I guess everyone has been hearing how the movie grosses have been below their expectations for weeks now.

But can you blame the public? We have the Honeymooners, Bewitched, Dukes of Hazzard and the Longest Yard this year. Blech! I saw Nicole Kidman on Letterman last night and just hearing her say the plot aloud, " they hire her play a witch but the twist is she really is a witch" HA HA, umm no.

Hollywood executives who make the final decisions on what films get made must be all smoking crack. The best stuff out there is by renegade filmmakers like Robert Rodriguez and the independents. Documentaries are more entertaining then most of the crap the big film companies put on the screen.

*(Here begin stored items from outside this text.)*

//! # Alocador de IDs Densos
//!
//! Entrega inteiros pequenos não-negativos, reutilizando um ID somente
//! depois de liberado explicitamente. Sempre devolve o MENOR ID livre,
//! o que mantém os namespaces (handles, nomes, tokens) compactos.
//!
//! Não tem lock próprio: vive ao lado da `KeyTable` que indexa, sob o
//! mesmo lock.

use super::bitmap::Bitmap;

/// Limite superior dos alocadores "ilimitados" (cabe em `int` do ioctl)
pub const UNBOUNDED_MAX: u32 = i32::MAX as u32;

/// Crescimento mínimo do bitmap (uma palavra)
const GROW_STEP: usize = 64;

/// Erros do alocador
#[derive(Debug, Clone, Copy, PartialEq, Eq)]
pub enum IdrError {
    /// Todo o range de IDs está em uso
    OutOfSpace,
    /// Falha ao crescer o bitmap interno
    OutOfMemory,
}

impl IdrError {
    pub fn as_str(&self) -> &'static str {
        match self {
            Self::OutOfSpace => "Range de IDs esgotado",
            Self::OutOfMemory => "Sem memória para o bitmap de IDs",
        }
    }
}

impl core::fmt::Display for IdrError {
    fn fmt(&self, f: &mut core::fmt::Formatter<'_>) -> core::fmt::Result {
        write!(f, "{}", self.as_str())
    }
}

pub type IdrResult<T> = Result<T, IdrError>;

/// Alocador de IDs no intervalo fechado `[start, max]`.
#[derive(Debug)]
pub struct DenseIdAllocator {
    /// Bit `i` = ID `start + i` em uso
    used: Bitmap,
    start: u32,
    max: u32,
    /// Menor índice possivelmente livre
    hint: usize,
    allocated: usize,
}

impl DenseIdAllocator {
    /// Cria alocador para `[start, max]`. Nenhuma memória é alocada aqui.
    pub const fn new(start: u32, max: u32) -> Self {
        Self {
            used: Bitmap::new(),
            start,
            max,
            hint: 0,
            allocated: 0,
        }
    }

    /// Alocador limitado apenas pela largura do inteiro do ioctl.
    pub const fn unbounded(start: u32) -> Self {
        Self::new(start, UNBOUNDED_MAX)
    }

    /// Quantidade de IDs possíveis no range
    pub fn capacity(&self) -> usize {
        if self.max < self.start {
            return 0;
        }
        (self.max - self.start) as usize + 1
    }

    /// IDs atualmente em uso
    pub fn allocated(&self) -> usize {
        self.allocated
    }

    pub fn start(&self) -> u32 {
        self.start
    }

    pub fn max(&self) -> u32 {
        self.max
    }

    /// Aloca o menor ID livre.
    pub fn alloc(&mut self) -> IdrResult<u32> {
        let index = match self.used.find_first_zero_from(self.hint) {
            Some(index) => index,
            None => {
                // Tudo abaixo de `len` está ocupado: crescer
                let old_len = self.used.len();
                let limit = self.capacity();
                if old_len >= limit {
                    return Err(IdrError::OutOfSpace);
                }
                let new_len = old_len.saturating_mul(2).max(GROW_STEP).min(limit);
                self.used
                    .grow_to(new_len)
                    .map_err(|_| IdrError::OutOfMemory)?;
                old_len
            }
        };

        self.used.set(index);
        self.hint = index + 1;
        self.allocated += 1;
        Ok(self.start + index as u32)
    }

    /// Verifica se `id` está alocado.
    pub fn is_allocated(&self, id: u32) -> bool {
        match self.index_of(id) {
            Some(index) => self.used.test(index),
            None => false,
        }
    }

    /// Devolve `id` ao pool.
    ///
    /// Liberar um ID não alocado é bug do chamador (só a lógica do
    /// registry chama isto), não um erro recuperável.
    pub fn free(&mut self, id: u32) {
        let index = match self.index_of(id) {
            Some(index) if self.used.test(index) => index,
            _ => {
                crate::kerror!("(IDR) Double free / ID fora do range=", id);
                debug_assert!(false, "free de ID não alocado");
                return;
            }
        };

        self.used.clear(index);
        self.allocated -= 1;
        if index < self.hint {
            self.hint = index;
        }
    }

    fn index_of(&self, id: u32) -> Option<usize> {
        if id < self.start || id > self.max {
            return None;
        }
        Some((id - self.start) as usize)
    }
}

Trends in filmmaking are killing the industry. Remaking a Japanese horror film only works for so long, putting a faux actress/singer like Jessica Simpson or Beyonce is a gimmick, and who are the agents for Oscar winners like Paltrow, Berry and Kidman, can't they pick better roles. And for the love of God, stop remaking old TV shows. Society is not waiting with baited breath for remakes of the Facts of Life, the A-Team, Hawaii Five-O, or the Jeffersons. No wonder my DVD collection is made up of mostly older films. The lowest common denominator strategy may seem like a good way to make money but it makes for bad cinema. The Pacifier made over 100 million, can you say sequel? More wasted money on a film we don't need.

I enjoy all the film genres, comedy, action adventure, sci fi, drama, etc. but maybe my expectations are too high. I like my films to challenge me to some extent. I like to interact with the movie and not just sit there like a sponge, absorbing the screen mindlessly. Maybe I am just a movie snob but I know I'm not alone.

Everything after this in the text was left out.